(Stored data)
______

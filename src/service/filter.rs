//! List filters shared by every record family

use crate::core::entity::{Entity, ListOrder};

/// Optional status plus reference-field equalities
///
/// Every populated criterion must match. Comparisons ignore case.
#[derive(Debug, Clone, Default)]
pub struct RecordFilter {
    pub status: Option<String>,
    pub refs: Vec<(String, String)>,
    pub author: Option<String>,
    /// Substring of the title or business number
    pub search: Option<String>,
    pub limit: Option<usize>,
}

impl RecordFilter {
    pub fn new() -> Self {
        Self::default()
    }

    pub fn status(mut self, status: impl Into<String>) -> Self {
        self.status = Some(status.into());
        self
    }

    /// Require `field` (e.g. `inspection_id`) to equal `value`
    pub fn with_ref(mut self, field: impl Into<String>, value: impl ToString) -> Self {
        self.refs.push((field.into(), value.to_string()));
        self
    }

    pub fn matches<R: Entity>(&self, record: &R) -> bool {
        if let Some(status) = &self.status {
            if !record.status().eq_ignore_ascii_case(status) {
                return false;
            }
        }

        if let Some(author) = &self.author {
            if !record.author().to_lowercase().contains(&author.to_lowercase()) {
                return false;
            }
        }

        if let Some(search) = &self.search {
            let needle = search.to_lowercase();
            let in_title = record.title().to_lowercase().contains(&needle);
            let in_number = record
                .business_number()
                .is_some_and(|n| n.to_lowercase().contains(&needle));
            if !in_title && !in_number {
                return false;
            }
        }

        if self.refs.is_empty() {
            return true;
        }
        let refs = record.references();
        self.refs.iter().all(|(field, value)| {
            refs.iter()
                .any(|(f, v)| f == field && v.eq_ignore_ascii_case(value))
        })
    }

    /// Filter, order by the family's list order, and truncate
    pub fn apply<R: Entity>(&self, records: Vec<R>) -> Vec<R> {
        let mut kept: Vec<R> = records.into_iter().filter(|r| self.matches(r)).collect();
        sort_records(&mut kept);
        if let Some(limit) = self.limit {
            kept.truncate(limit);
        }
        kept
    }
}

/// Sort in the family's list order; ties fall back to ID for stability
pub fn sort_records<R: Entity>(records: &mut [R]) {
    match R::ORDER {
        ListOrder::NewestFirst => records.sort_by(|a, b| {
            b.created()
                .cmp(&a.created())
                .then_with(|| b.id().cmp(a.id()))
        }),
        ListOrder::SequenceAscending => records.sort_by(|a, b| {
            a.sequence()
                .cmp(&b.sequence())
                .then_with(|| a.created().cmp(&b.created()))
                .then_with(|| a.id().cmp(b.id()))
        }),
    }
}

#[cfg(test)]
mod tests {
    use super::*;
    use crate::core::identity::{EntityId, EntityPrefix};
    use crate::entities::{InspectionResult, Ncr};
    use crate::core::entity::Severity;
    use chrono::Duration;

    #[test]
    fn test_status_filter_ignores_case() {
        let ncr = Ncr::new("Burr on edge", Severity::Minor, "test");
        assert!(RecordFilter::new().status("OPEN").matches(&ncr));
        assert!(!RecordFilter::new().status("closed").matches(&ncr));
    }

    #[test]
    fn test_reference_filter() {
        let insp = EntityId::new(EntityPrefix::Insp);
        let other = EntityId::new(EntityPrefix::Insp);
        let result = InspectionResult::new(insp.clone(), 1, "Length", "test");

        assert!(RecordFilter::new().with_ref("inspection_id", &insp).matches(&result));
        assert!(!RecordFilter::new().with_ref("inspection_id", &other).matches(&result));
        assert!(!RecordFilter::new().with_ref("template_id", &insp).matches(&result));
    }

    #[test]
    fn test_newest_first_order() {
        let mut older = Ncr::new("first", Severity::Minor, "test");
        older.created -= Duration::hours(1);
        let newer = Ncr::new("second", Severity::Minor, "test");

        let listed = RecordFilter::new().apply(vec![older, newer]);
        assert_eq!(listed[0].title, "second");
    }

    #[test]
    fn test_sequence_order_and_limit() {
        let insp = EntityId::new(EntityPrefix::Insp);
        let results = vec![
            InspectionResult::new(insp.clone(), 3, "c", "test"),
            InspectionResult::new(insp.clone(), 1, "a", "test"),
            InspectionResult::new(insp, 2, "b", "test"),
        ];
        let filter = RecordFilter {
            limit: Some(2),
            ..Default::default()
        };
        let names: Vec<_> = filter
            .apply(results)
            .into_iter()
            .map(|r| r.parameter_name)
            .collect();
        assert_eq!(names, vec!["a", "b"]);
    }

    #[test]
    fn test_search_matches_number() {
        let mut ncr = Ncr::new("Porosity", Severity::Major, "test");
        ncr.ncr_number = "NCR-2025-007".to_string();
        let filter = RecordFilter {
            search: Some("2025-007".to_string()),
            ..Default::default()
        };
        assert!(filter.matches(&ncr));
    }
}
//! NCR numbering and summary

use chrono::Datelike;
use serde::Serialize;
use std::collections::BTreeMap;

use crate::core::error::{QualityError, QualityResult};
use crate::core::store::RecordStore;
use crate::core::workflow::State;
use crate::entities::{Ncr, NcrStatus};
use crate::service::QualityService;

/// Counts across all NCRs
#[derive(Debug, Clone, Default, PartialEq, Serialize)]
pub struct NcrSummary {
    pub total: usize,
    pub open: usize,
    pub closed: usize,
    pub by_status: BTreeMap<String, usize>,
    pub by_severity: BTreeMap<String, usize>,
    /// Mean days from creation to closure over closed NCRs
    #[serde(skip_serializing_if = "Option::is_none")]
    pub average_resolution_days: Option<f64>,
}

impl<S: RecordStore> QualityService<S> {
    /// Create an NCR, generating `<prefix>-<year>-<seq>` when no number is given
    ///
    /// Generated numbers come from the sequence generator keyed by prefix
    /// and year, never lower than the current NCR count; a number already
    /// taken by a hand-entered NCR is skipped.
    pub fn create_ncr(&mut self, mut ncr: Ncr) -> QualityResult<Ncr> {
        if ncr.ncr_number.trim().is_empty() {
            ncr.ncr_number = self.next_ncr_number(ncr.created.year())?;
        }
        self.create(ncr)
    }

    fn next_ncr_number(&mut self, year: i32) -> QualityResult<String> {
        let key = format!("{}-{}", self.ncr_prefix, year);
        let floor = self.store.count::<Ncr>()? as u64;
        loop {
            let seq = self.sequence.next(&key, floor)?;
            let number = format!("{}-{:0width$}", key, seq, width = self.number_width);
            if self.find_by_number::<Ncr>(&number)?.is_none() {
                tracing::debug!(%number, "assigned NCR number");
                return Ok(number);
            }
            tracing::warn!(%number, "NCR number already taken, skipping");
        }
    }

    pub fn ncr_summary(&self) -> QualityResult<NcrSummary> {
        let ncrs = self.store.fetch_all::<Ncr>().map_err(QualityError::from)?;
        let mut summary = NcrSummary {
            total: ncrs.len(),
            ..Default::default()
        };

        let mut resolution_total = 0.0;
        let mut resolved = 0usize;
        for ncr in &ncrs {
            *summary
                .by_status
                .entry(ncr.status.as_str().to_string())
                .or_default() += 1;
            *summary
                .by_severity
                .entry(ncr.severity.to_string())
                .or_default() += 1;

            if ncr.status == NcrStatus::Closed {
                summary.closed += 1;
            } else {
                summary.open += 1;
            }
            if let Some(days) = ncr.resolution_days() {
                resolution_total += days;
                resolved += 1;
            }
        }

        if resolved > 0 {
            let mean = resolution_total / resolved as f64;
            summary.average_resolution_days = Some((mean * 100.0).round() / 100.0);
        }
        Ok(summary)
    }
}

______

__Task goal__: Write out exactly the lines that fall from the line with "self.create(ncr)" to the line with "let mean = resolution_total" in the records above, keeping both ends.

__The completed task__:
        self.create(ncr)
    }

    fn next_ncr_number(&mut self, year: i32) -> QualityResult<String> {
        let key = format!("{}-{}", self.ncr_prefix, year);
        let floor = self.store.count::<Ncr>()? as u64;
        loop {
            let seq = self.sequence.next(&key, floor)?;
            let number = format!("{}-{:0width$}", key, seq, width = self.number_width);
            if self.find_by_number::<Ncr>(&number)?.is_none() {
                tracing::debug!(%number, "assigned NCR number");
                return Ok(number);
            }
            tracing::warn!(%number, "NCR number already taken, skipping");
        }
    }

    pub fn ncr_summary(&self) -> QualityResult<NcrSummary> {
        let ncrs = self.store.fetch_all::<Ncr>().map_err(QualityError::from)?;
        let mut summary = NcrSummary {
            total: ncrs.len(),
            ..Default::default()
        };

        let mut resolution_total = 0.0;
        let mut resolved = 0usize;
        for ncr in &ncrs {
            *summary
                .by_status
                .entry(ncr.status.as_str().to_string())
                .or_default() += 1;
            *summary
                .by_severity
                .entry(ncr.severity.to_string())
                .or_default() += 1;

            if ncr.status == NcrStatus::Closed {
                summary.closed += 1;
            } else {
                summary.open += 1;
            }
            if let Some(days) = ncr.resolution_days() {
                resolution_total += days;
                resolved += 1;
            }
        }

        if resolved > 0 {
            let mean = resolution_total / resolved as f64;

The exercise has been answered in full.